2. Streaming Pipeline — Kafka + ClickHouse + Superset

make streaming-pipeline

Real-time pipeline with fake clickstream events (5 events/sec).

Python Producer → Kafka (clickstream-events topic)
                    → ClickHouse Kafka Engine (real-time consumption)
                       → MaterializedView → MergeTree (persistent storage)
                          → clickstream_hourly (aggregation view)
  • Kafka UI(:8081) topic/message inspection verified
  • Superset(:8088) ClickHouse SQL Lab query verified

3. Lakehouse — Iceberg + Trino + MinIO + Superset

docker compose --profile iceberg --profile trino up -d

Stores PostgreSQL mart data into Iceberg tables via Trino CTAS. Parquet files are saved in the MinIO warehouse bucket.

-- Run in Trino
CREATE TABLE iceberg.analytics.customers AS
SELECT * FROM postgresql.marts.dim_customers;
  • Trino(:8090) → Iceberg REST catalog → MinIO(S3)
  • Superset(:8088) connection via trino://trino@ds-trino:8080/iceberg verified
  • Cross-catalog queries: Trino can JOIN PostgreSQL + Iceberg simultaneously

4. Jupyter Notebooks — Interactive Analysis

docker compose --profile jupyter up -d
# http://localhost:8888 (token: datastack)

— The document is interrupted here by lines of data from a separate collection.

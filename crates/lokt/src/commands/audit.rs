//! `lokt audit` — query or follow the audit journal (§4.4).
//!
//! Grounded on the teacher's `commands/tail.rs` follow-poll idiom, reused
//! one layer down in `lokt_core::audit::follow`. The SIGINT/SIGTERM flag
//! below is grounded on the same `kill(pid, 0)`-style raw `libc` signal use
//! already in `lokt_core::liveness`/`lokt_core::guard`, scoped to this
//! command since `audit --follow` runs synchronously with no tokio runtime.

use std::sync::atomic::{AtomicBool, Ordering};

use clap::Args;
use lokt_core::audit;

use super::common;

#[derive(Args, Debug)]
pub struct AuditArgs {
    /// Restrict to events for this lock/freeze name
    pub name: Option<String>,

    /// Only show events at or after this time: RFC3339, or relative like "1h30m"
    #[arg(long)]
    pub since: Option<String>,

    /// Stream new events as they're appended, like `tail -f`
    #[arg(long)]
    pub follow: bool,

    /// Emit machine-readable JSON instead of human-readable text
    #[arg(long)]
    pub json: bool,
}

pub fn execute(args: AuditArgs) -> i32 {
    let json = args.json;
    match run(&args) {
        Ok(()) => 0,
        Err(e) => common::report_error(&e, json),
    }
}

fn run(args: &AuditArgs) -> lokt_core::Result<()> {
    let root = common::resolve_root()?;
    let log_path = lokt_core::root::audit_log_path(&root);
    let json = args.json;

    if args.follow {
        let stop_flag = install_stop_flag();
        let stop = || stop_flag.load(Ordering::Relaxed);
        return audit::follow(&log_path, args.name.as_deref(), &stop, |event| print_event(event, json));
    }

    let since = match &args.since {
        Some(s) => Some(audit::parse_since(s, chrono::Utc::now())?),
        None => None,
    };
    let events = audit::query(&log_path, since, args.name.as_deref())?;
    for event in &events {
        print_event(event, json);
    }
    Ok(())
}

fn print_event(event: &audit::AuditEvent, json: bool) {
    if json {
        println!("{}", serde_json::to_string(event).unwrap_or_default());
    } else {
        println!("{} {} name={} owner={}@{} pid={}", event.ts.to_rfc3339(), event.event, event.name, event.owner, event.host, event.pid);
    }
}

// extern "C" signal handlers can't capture state, so the flag they flip has
// to be a process-wide static; `install_stop_flag` just hands back a
// reference to it.
static STOP: AtomicBool = AtomicBool::new(false);

#[cfg(unix)]
extern "C" fn on_signal(_signum: libc::c_int) {
    STOP.store(true, Ordering::Relaxed);
}

/// Install SIGINT/SIGTERM handlers that flip a shared flag, so `--follow`'s
/// poll loop can exit cleanly on interrupt — §4.4/§5.
#[cfg(unix)]
fn install_stop_flag() -> &'static AtomicBool {
    unsafe {
        libc::signal(libc::SIGINT, on_signal as libc::sighandler_t);
        libc::signal(libc::SIGTERM, on_signal as libc::sighandler_t);
    }
    &STOP
}

#[cfg(not(unix))]
fn install_stop_flag() -> &'static AtomicBool {
    &STOP
}
//! `lokt version` — print crate version (§6.5, SPEC_FULL.md §C).

use clap::Args;

#[derive(Args, Debug)]
pub struct VersionArgs {
    /// Emit machine-readable JSON instead of human-readable text
    #[arg(long)]
    pub json: bool,
}

pub fn execute(args: VersionArgs) -> i32 {
    let version = env!("CARGO_PKG_VERSION");
    if args.json {
        println!("{}", serde_json::json!({ "version": version }));
    } else {
        println!("lokt {version}");
    }
    0
}
//! CLI command dispatch and execution — mirrors the teacher's
//! `atm/src/commands/mod.rs` `Cli`/`Commands` shape.

use clap::{Parser, Subcommand};

mod audit;
mod common;
mod doctor;
mod exists;
mod freeze;
mod guard;
mod lock;
mod status;
mod unfreeze;
mod unlock;
mod version;
mod why;

/// lokt - decentralized, file-based named mutex coordination
#[derive(Parser, Debug)]
#[command(
    name = "lokt",
    version,
    about = "Decentralized, file-based named mutex coordination",
    long_about = "Filesystem-atomicity-based named-mutex locks coordinated across \
                  independent processes with no daemon and no network service."
)]
pub struct Cli {
    #[command(subcommand)]
    command: Commands,
}

#[derive(Subcommand, Debug)]
enum Commands {
    /// Acquire a named lock
    Lock(lock::LockArgs),

    /// Release a named lock
    Unlock(unlock::UnlockArgs),

    /// Show lock/freeze status
    Status(status::StatusArgs),

    /// Acquire a lock, run a child command under it, and release on exit
    Guard(guard::GuardArgs),

    /// Block a name from being guard-acquired
    Freeze(freeze::FreezeArgs),

    /// Remove a freeze
    Unfreeze(unfreeze::UnfreezeArgs),

    /// Query or follow the audit journal
    Audit(audit::AuditArgs),

    /// Diagnose why a name is (or isn't) blocked
    Why(why::WhyArgs),

    /// Sanity-check the lock-store root
    Doctor(doctor::DoctorArgs),

    /// Check whether a named lock exists
    Exists(exists::ExistsArgs),

    /// Print version information
    Version(version::VersionArgs),
}

impl Cli {
    /// Execute the CLI command, returning the process exit code — §6.7.
    pub fn execute(self) -> i32 {
        match self.command {
            Commands::Lock(args) => lock::execute(args),
            Commands::Unlock(args) => unlock::execute(args),
            Commands::Status(args) => status::execute(args),
            Commands::Guard(args) => guard::execute(args),
            Commands::Freeze(args) => freeze::execute(args),
            Commands::Unfreeze(args) => unfreeze::execute(args),
            Commands::Audit(args) => audit::execute(args),
            Commands::Why(args) => why::execute(args),
            Commands::Doctor(args) => doctor::execute(args),
            Commands::Exists(args) => exists::execute(args),
            Commands::Version(args) => version::execute(args),
        }
    }
}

Includes 3 example notebooks per scenario:

Notebook Data Source Contents
01-batch-analytics.ipynb PostgreSQL dbt marts queries, revenue trends, top customers, product sales
02-streaming-analytics.ipynb ClickHouse Clickstream analysis, device/country traffic, popular pages
03-lakehouse-query.ipynb Trino/Iceberg Iceberg table queries, cross-catalog JOIN (PG + Iceberg)

Custom Dockerfile with warehouse drivers: psycopg2, clickhouse-connect, trino, sqlalchemy

5. Dagster-dbt Orchestration

docker compose --profile dagster up -d
# http://localhost:3000

Manages dbt models as Dagster assets via dagster-dbt integration.

dagster-code (gRPC:4000) → dbt project mount
dagster-webserver (:3000) → asset materialization UI
dagster-daemon → schedule/sensor execution
  • @dbt_assets decorator for automatic dbt model discovery (12 assets: 4 seeds + 4 staging + 4 marts)
  • PostgreSQL backend (run/event/schedule storage)

6. OpenMetadata — Data Catalog

docker compose --profile openmetadata up -d
# http://localhost:8585 (admin / admin)

Centralized metadata store for data discovery, lineage, and governance.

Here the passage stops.